WHAT THE TASK ASKS: In the listing below, locate the line that contains "fn timed_out(deadline: Duration)" and the line that contains "fn start() ->". Restate word for word those two lines and every line between them, and nothing else.

DATA UNDER STUDY:

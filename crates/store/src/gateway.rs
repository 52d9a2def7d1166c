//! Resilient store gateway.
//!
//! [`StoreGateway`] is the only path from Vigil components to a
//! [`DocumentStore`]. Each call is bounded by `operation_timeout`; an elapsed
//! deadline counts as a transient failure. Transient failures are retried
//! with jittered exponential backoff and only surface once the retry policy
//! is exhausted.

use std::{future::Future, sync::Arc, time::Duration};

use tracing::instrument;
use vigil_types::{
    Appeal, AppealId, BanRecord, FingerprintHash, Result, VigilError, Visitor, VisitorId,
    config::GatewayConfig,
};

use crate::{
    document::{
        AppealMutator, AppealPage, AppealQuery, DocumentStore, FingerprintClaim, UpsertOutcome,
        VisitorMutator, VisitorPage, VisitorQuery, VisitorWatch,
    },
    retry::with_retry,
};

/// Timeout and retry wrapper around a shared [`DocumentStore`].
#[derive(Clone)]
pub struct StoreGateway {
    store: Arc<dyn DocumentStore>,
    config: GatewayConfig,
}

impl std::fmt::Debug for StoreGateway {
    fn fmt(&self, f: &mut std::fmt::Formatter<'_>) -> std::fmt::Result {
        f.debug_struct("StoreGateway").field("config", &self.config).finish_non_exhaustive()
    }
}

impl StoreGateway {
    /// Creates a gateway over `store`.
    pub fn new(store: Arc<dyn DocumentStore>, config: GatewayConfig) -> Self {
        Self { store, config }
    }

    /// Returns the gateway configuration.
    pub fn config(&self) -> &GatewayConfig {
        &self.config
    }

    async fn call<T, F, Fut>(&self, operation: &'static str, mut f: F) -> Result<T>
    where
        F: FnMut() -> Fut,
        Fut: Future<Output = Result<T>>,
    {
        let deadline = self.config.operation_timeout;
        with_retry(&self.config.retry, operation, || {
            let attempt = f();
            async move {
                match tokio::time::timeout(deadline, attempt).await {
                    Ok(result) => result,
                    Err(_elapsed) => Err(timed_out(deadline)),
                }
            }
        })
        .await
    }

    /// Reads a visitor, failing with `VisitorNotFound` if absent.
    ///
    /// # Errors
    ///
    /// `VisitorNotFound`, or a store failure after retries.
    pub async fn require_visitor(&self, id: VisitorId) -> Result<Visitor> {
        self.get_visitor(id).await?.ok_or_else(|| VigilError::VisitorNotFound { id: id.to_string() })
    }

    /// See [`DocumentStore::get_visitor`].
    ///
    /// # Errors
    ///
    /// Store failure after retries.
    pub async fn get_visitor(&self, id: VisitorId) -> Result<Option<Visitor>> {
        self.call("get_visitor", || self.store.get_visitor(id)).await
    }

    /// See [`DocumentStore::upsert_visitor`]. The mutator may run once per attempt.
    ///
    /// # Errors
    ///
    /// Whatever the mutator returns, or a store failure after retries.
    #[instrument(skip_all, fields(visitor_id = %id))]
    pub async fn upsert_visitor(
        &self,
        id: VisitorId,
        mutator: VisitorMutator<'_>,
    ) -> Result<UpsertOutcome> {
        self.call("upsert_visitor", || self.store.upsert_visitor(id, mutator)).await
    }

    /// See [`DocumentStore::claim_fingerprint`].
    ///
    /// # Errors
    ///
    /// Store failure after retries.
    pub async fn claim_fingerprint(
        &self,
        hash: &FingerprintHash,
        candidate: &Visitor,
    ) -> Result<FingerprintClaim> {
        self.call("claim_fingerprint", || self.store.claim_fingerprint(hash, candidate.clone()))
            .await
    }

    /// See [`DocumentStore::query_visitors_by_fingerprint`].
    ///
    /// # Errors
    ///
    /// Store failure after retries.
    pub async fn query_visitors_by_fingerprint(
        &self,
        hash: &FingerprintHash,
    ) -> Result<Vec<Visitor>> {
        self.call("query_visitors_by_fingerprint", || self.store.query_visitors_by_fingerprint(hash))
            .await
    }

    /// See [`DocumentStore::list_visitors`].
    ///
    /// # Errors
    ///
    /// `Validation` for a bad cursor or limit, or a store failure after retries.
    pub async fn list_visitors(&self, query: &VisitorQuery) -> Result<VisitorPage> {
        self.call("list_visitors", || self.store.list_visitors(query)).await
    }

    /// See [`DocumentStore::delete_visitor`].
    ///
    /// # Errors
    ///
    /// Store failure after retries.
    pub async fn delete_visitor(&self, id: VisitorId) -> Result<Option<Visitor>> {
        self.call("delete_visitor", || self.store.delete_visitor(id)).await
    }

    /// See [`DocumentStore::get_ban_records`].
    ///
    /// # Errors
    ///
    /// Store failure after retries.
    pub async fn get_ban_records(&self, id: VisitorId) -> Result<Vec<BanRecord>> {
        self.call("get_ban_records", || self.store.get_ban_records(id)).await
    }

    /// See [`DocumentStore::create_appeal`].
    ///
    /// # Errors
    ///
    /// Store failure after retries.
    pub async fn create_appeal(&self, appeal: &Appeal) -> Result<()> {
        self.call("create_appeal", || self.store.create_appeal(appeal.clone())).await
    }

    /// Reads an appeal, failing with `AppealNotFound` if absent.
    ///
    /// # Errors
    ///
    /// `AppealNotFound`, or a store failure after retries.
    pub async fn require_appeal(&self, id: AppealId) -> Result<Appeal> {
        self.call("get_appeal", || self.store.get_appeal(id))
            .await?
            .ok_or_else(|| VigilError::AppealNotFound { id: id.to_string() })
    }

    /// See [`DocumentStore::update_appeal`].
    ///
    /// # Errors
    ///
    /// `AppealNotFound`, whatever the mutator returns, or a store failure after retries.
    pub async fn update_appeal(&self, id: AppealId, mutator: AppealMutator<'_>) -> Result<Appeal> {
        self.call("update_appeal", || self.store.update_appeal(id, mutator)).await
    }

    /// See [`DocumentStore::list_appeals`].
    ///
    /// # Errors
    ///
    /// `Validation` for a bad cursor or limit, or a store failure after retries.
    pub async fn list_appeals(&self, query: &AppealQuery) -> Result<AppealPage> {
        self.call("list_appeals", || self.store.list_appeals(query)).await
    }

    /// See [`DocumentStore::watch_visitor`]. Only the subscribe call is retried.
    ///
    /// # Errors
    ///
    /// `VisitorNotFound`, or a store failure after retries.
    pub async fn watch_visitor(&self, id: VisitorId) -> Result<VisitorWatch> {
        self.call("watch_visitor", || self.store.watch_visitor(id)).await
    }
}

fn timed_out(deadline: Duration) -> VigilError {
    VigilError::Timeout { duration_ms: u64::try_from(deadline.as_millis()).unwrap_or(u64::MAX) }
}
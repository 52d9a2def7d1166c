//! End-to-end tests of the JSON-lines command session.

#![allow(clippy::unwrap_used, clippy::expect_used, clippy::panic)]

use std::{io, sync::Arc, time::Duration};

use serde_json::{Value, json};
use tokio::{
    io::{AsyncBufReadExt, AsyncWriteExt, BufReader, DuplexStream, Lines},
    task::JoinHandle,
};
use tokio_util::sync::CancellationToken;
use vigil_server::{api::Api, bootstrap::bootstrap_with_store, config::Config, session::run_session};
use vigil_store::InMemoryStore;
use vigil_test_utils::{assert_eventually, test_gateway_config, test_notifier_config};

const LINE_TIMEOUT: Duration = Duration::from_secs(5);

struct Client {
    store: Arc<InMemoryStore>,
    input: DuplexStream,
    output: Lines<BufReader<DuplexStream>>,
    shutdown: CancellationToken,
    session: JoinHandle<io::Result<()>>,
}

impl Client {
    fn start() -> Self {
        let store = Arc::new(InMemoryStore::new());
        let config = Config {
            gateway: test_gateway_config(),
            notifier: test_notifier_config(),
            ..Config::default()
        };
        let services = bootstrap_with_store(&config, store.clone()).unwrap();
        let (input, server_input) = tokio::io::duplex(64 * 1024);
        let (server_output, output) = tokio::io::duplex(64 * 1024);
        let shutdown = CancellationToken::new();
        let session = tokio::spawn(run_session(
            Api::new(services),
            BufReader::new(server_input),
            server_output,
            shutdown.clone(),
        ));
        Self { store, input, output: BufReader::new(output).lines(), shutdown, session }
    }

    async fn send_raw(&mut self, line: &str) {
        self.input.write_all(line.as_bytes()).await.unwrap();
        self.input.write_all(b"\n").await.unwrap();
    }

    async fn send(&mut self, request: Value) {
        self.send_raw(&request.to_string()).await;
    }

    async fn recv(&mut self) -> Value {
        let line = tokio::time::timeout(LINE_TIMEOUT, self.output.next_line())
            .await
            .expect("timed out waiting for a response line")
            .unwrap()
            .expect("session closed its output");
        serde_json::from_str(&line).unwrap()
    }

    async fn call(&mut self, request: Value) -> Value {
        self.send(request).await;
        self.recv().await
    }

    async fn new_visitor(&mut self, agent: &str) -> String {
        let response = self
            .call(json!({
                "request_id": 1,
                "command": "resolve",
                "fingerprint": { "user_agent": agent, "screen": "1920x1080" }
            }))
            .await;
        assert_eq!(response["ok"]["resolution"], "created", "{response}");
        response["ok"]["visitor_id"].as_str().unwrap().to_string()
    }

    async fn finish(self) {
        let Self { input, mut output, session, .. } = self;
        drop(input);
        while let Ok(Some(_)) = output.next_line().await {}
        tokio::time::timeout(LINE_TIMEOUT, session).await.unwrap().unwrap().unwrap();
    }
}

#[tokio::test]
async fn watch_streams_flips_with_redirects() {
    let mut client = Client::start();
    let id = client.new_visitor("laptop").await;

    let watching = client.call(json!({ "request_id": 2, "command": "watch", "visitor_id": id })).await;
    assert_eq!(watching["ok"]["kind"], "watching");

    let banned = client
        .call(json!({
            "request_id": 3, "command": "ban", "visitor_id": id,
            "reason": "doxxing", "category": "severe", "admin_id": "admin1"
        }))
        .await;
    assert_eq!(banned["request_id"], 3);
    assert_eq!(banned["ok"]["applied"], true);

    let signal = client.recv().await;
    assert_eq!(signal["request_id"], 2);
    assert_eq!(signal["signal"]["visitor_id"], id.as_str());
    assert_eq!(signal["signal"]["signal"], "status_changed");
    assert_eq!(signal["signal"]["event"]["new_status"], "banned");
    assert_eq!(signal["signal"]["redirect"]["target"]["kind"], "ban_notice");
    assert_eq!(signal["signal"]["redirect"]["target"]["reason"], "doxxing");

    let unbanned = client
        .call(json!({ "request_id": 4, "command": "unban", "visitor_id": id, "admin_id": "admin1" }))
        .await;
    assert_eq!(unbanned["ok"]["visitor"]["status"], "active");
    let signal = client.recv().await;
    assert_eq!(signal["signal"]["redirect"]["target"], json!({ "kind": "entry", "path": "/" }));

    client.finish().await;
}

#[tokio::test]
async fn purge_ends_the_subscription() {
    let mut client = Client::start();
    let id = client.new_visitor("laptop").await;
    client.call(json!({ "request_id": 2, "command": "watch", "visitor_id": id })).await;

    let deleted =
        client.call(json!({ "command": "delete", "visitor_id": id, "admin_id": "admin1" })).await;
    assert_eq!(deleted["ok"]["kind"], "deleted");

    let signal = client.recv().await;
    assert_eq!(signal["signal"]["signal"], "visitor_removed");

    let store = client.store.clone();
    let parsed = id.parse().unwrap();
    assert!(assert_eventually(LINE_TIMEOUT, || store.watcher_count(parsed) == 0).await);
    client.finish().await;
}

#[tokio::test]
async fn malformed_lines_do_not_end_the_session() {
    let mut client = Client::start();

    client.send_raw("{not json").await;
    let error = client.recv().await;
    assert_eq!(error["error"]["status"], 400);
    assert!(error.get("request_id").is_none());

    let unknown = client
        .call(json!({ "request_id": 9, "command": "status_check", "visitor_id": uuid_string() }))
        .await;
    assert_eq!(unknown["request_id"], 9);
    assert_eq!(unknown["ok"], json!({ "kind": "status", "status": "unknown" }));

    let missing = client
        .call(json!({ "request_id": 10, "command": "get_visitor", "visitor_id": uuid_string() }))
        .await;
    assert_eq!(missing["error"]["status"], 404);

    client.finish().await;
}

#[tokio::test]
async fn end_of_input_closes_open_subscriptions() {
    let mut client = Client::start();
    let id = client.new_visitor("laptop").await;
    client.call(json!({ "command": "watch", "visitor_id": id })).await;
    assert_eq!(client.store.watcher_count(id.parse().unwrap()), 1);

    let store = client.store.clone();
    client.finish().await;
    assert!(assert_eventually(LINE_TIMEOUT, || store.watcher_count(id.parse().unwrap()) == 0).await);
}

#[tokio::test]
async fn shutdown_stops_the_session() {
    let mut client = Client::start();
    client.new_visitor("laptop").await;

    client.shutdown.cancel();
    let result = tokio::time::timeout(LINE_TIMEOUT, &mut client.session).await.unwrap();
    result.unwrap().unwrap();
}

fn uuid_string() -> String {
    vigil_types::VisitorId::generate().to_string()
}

RESPONSE AREA:
fn timed_out(deadline: Duration) -> VigilError {
    VigilError::Timeout { duration_ms: u64::try_from(deadline.as_millis()).unwrap_or(u64::MAX) }
}
repository 52d9a2def7d1166c
//! End-to-end tests of the JSON-lines command session.

#![allow(clippy::unwrap_used, clippy::expect_used, clippy::panic)]

use std::{io, sync::Arc, time::Duration};

use serde_json::{Value, json};
use tokio::{
    io::{AsyncBufReadExt, AsyncWriteExt, BufReader, DuplexStream, Lines},
    task::JoinHandle,
};
use tokio_util::sync::CancellationToken;
use vigil_server::{api::Api, bootstrap::bootstrap_with_store, config::Config, session::run_session};
use vigil_store::InMemoryStore;
use vigil_test_utils::{assert_eventually, test_gateway_config, test_notifier_config};

const LINE_TIMEOUT: Duration = Duration::from_secs(5);

struct Client {
    store: Arc<InMemoryStore>,
    input: DuplexStream,
    output: Lines<BufReader<DuplexStream>>,
    shutdown: CancellationToken,
    session: JoinHandle<io::Result<()>>,
}

impl Client {
    fn start() -> Self {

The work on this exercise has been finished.